Read the complete article by clicking on the "Reade more..." link or at Gameinformer.com.
Beside the interview there're two new Ingame-Screenshots available.
- "Gallery" @ Crysis-HQ.com
- "Forum-Thread" @ Crysis-HQ.com
- Gameinformer.com GI: Will the DX10 version of the game be shipping with the game in the box?
GI: You were one of the big cheerleaders for DX10 from the outset, and there are all these discussions on the Internet now saying there’s this new version of DX10 that’s going to make existing DX10 hardware obsolete.
Yerli: It’s bulls***. It’s a misunderstanding and miscommunication. DX10.1 does not make DX10 obsolete, and it doesn’t make the hardware obsolete. 10.1 is the improvement on the API. Because DX10 was a little loose with the guidelines, 10.1 makes absolutely no compromises anymore. Microsoft made the spec to support the hardware manufacturers back then because of development times and SDK, so people could start developing for Vista. If a game absolutely requires 10.1, which no game will do because it would be economically a ridiculous call - if you were to make a DX10 only game, it would be 10 only, not 10.1. Otherwise, you’d rule out a whole generation of DX10 hardware.
GI: Does Crysis have any 10.1 features in it?
GI: The way I look at it as, if I bought a DX10 card already for $500, I’ve got a card that isn’t going to support the DX10.1 features.
Yerli: The features that it supports are not critical. The difference is so minimal. You would have to have two more generations of graphics hardware to really consider making a DX10.1 only game where the [DX10.1] features then would become significant if actually used right. I didn’t look at 10.1 because for me, I just looked at our engineers and said, “No, don’t need it in the next 12 months.” (laughs) That’s all I need to know right now.
From what I understand, even if you had the next generation of 10.1 hardware, it would be too slow to use the features.

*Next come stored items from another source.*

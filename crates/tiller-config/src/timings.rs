//! Timing defaults for blocking protocol calls.

use std::time::Duration;

use serde::{Deserialize, Serialize};

/// Deadlines and intervals used by the protocol client.
///
/// The command deadline bounds a blocking send when the caller supplies no
/// deadline of its own. The poll interval is the slice granted to a single
/// transport read inside an event-pumping loop so the loop's predicate can
/// be re-evaluated between reads. The mapper startup deadline bounds the
/// BiDi mapper bootstrap, which loads and starts a script inside the
/// browser and is expected to take far longer than an ordinary command.
#[derive(Debug, Clone, Copy, PartialEq, Eq, Deserialize, Serialize)]
pub struct ProtocolTimings {
    /// Deadline applied to a blocking command without an explicit one.
    #[serde(default = "default_command_deadline")]
    pub command_deadline: Duration,
    /// Slice granted to one transport read in an event-pumping loop.
    #[serde(default = "default_poll_interval")]
    pub poll_interval: Duration,
    /// Deadline for the BiDi mapper bootstrap sequence.
    #[serde(default = "default_mapper_startup")]
    pub mapper_startup: Duration,
}

impl Default for ProtocolTimings {
    fn default() -> Self {
        Self {
            command_deadline: default_command_deadline(),
            poll_interval: default_poll_interval(),
            mapper_startup: default_mapper_startup(),
        }
    }
}

fn default_command_deadline() -> Duration {
    Duration::from_secs(600)
}

fn default_poll_interval() -> Duration {
    Duration::from_millis(500)
}

fn default_mapper_startup() -> Duration {
    Duration::from_secs(300)
}
//! Test suite for the connection arena and the BiDi bridge.

mod support;
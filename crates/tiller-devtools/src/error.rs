//! Typed failures surfaced by the protocol client.

use thiserror::Error;

/// Errors returned by protocol operations.
///
/// Every failure is a typed value with a human-readable message; there is
/// no panic-based control flow anywhere in the client. Transport losses
/// invalidate the in-flight state of the affected connection but never
/// abort the process.
#[derive(Debug, Clone, Error, PartialEq, Eq)]
pub enum DevToolsError {
    /// The transport is gone; all pending commands on the connection fail.
    #[error("disconnected: {message}")]
    Disconnected {
        /// What was being attempted when the loss was detected.
        message: String,
    },

    /// A deadline expired while waiting for the remote end.
    #[error("timeout: {message}")]
    Timeout {
        /// Description including the deadline that expired.
        message: String,
    },

    /// The command's response is blocked by an open modal dialog.
    #[error("unexpected alert open: {message}")]
    UnexpectedAlertOpen {
        /// The dialog text when one is known.
        message: String,
    },

    /// The remote end rejected a command argument.
    #[error("invalid argument: {message}")]
    InvalidArgument {
        /// The remote error message.
        message: String,
    },

    /// The addressed top-level target does not exist.
    #[error("no such window: {message}")]
    NoSuchWindow {
        /// The remote error message.
        message: String,
    },

    /// The addressed frame or session does not exist.
    #[error("no such frame: {message}")]
    NoSuchFrame {
        /// The remote error message.
        message: String,
    },

    /// The remote end does not implement the command.
    #[error("unknown command: {message}")]
    UnknownCommand {
        /// The remote error message.
        message: String,
    },

    /// The referenced execution context is gone.
    #[error("no such execution context: {message}")]
    NoSuchExecutionContext {
        /// The remote error message.
        message: String,
    },

    /// The referenced DOM node does not exist.
    #[error("no such element: {message}")]
    NoSuchElement {
        /// The remote error message.
        message: String,
    },

    /// A navigation destroyed the state the command relied on.
    #[error("aborted by navigation: {message}")]
    AbortedByNavigation {
        /// The remote error message.
        message: String,
    },

    /// The target's renderer crashed.
    #[error("tab crashed: {message}")]
    TargetCrashed {
        /// What was observed.
        message: String,
    },

    /// The target detached from the session.
    #[error("target detached: {message}")]
    TargetDetached {
        /// What was observed.
        message: String,
    },

    /// A dialog operation was attempted with no dialog open.
    #[error("no such alert: {message}")]
    NoSuchAlert {
        /// What was being attempted.
        message: String,
    },

    /// A parse failure or an unclassified remote error.
    #[error("unknown error: {message}")]
    Unknown {
        /// What went wrong.
        message: String,
    },
}

impl DevToolsError {
    /// Builds a `Disconnected` error.
    pub(crate) fn disconnected(message: impl Into<String>) -> Self {
        Self::Disconnected {
            message: message.into(),
        }
    }

    /// Builds a `Timeout` error.
    pub(crate) fn timeout(message: impl Into<String>) -> Self {
        Self::Timeout {
            message: message.into(),
        }
    }

    /// Builds an `Unknown` error.
    pub(crate) fn unknown(message: impl Into<String>) -> Self {
        Self::Unknown {
            message: message.into(),
        }
    }

    /// Human-friendly message without the taxonomy prefix.
    #[must_use]
    pub fn message(&self) -> &str {
        match self {
            Self::Disconnected { message }
            | Self::Timeout { message }
            | Self::UnexpectedAlertOpen { message }
            | Self::InvalidArgument { message }
            | Self::NoSuchWindow { message }
            | Self::NoSuchFrame { message }
            | Self::UnknownCommand { message }
            | Self::NoSuchExecutionContext { message }
            | Self::NoSuchElement { message }
            | Self::AbortedByNavigation { message }
            | Self::TargetCrashed { message }
            | Self::TargetDetached { message }
            | Self::NoSuchAlert { message }
            | Self::Unknown { message } => message.as_str(),
        }
    }
}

You would have to wait two more generations in order to get a real benefit from it. Remember, Matrix introduced environmental bump mapping almost 6-7 years ago? Normal Mapping and bump mapping just made it in the four years since then. In fact, Far Cry was the first normal mapped game to ship. When you look at it this way, it’s the same as 10.1. 10.1 will become actual or three years from now. But not now.
GI: So you don’t think developers are going to be using the feature set in the next year or so?
Yerli: Well if they do it’s their own choice. We wont. I mean we as a technical pushing – leading company wouldn’t do that. And I wonder why anyone else would do that either. I would say to all gamers, don’t worry about 10.1 what-so-ever. We are a DX10 game, not 10.1, and your investment in DX10 hardware if you did it already, is fine.
GI: Now with Crysis in the can – you’re pretty much done with it outside of debugging process and everything – I asked you this last year – are you thinking about bringing this to consoles – and there seems to be a lot of confusion about this as of late…
Yerli: What I said was that Crysis could run on consoles. I ruled out any development whatsoever because there is no development on consoles. But what’s happening is, is people are asking me if it’s possible. Of course. You can get Crysis even on the Nintendo DS. But not that Crysis - you cannot get Crysis as it is on PC on any console. What you would have to do is compromise the design and the level design – in order of the PS3 and Xbox 360 regards you have to fulfill the memory constraints. Even if you stream you would have to consider the constraints. You could stream, you could do that, we know that. I tell them, “we’re already streaming on PC.” If you sum up all the memory we need with all the streaming in the background you’re talking about 10 gigs or something. You’d load everything up front. So from that angle, the consoles just offer a memory difference which is the most important statement here – the memory difference in the PS3 and Xbox 360 doesn’t allow Crysis – the same on console as it is on PC. In order to make Crysis’s gameplay [on console] you would have to make a derivative Crysis and optimize it for the Xbox 360 and PS3. In fact, if we do it, we’ll optimize it for each platform. What happens next we haven’t decided yet, because first we want to see how the game is received, publicly and critically, ratings wise, et cetera. We believe it will be received at least as strong as Far Cry. I hope personally a 5% average increase. I hope so. That would make me the most happy man on the planet, right now. Apart from my girlfriend. (laughs) But that would do. That would give us an argument to, “OK, let’s see how we can bring Crysis to consoles.” The engine right now is running on consoles so there’s no reason why we couldn’t.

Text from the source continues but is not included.